- **Brief**:
Each line from the one containing "(truncation, caching, thinking" through the last line of the records below is to be set down exactly; the rest stays out.

Records drawn from a dataset
● ● ● ● ● ● ●

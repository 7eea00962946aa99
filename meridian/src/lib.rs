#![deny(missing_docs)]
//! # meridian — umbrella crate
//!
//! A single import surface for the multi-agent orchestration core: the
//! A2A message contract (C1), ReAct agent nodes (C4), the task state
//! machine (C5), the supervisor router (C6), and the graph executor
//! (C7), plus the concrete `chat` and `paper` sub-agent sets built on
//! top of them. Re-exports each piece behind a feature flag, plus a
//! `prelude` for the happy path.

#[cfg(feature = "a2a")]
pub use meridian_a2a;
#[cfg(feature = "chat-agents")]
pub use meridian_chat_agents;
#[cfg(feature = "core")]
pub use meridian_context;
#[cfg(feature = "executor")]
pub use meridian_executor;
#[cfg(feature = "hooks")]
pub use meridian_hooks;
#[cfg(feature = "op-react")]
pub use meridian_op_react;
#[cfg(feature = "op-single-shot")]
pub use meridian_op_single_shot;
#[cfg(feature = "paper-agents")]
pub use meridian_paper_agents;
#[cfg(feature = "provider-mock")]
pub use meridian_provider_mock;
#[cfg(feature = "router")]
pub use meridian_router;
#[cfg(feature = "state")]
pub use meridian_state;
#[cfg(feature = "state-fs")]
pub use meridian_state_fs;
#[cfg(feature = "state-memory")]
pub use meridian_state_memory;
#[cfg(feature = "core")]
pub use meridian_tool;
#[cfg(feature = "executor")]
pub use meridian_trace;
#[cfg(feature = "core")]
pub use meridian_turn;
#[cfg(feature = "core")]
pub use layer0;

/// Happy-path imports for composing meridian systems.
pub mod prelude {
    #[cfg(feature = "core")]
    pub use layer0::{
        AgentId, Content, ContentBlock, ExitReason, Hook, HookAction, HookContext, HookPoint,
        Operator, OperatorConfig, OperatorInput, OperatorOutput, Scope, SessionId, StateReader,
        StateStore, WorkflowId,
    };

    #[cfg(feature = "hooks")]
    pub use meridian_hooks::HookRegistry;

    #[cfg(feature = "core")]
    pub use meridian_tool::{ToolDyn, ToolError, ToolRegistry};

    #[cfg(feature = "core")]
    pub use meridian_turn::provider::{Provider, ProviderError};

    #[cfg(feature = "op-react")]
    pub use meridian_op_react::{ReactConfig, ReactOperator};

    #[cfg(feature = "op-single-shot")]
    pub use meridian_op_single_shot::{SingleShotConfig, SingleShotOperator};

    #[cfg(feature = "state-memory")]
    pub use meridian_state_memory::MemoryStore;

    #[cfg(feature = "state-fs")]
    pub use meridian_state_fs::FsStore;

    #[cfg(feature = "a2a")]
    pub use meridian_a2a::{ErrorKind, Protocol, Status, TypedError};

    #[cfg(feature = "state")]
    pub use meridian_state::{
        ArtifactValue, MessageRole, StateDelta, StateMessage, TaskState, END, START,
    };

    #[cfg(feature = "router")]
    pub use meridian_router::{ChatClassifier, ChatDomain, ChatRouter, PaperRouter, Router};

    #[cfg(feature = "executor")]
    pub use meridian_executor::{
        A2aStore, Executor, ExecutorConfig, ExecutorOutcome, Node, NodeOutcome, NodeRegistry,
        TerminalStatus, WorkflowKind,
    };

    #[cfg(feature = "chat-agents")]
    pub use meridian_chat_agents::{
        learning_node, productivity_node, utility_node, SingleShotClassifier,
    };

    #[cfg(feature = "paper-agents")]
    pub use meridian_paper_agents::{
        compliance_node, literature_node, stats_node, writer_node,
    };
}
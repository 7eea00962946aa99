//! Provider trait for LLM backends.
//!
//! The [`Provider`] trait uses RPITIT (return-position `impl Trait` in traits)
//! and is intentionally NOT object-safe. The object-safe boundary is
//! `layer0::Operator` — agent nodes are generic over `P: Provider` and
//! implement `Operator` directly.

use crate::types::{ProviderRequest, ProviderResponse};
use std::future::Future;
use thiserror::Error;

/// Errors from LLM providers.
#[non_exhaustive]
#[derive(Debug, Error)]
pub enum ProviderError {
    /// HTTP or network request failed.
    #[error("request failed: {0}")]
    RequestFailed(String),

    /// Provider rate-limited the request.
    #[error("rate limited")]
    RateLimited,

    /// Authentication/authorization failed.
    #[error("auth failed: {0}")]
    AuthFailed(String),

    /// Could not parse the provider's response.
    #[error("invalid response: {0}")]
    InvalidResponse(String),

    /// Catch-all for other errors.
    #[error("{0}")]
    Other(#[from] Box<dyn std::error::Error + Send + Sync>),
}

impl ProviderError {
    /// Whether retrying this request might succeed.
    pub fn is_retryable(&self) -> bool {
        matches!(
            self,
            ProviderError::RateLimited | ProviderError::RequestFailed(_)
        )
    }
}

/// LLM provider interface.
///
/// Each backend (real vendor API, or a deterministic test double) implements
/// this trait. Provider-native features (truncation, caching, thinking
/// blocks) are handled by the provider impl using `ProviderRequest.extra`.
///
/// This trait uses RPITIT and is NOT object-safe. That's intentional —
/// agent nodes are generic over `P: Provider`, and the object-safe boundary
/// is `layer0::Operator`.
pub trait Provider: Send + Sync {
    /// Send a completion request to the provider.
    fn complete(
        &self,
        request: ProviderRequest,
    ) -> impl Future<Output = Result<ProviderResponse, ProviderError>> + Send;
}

● ● ● ● ● ● ●

- **Final answer**:
/// this trait. Provider-native features (truncation, caching, thinking
/// blocks) are handled by the provider impl using `ProviderRequest.extra`.
///
/// This trait uses RPITIT and is NOT object-safe. That's intentional —
/// agent nodes are generic over `P: Provider`, and the object-safe boundary
/// is `layer0::Operator`.
pub trait Provider: Send + Sync {
    /// Send a completion request to the provider.
    fn complete(
        &self,
        request: ProviderRequest,
    ) -> impl Future<Output = Result<ProviderResponse, ProviderError>> + Send;
}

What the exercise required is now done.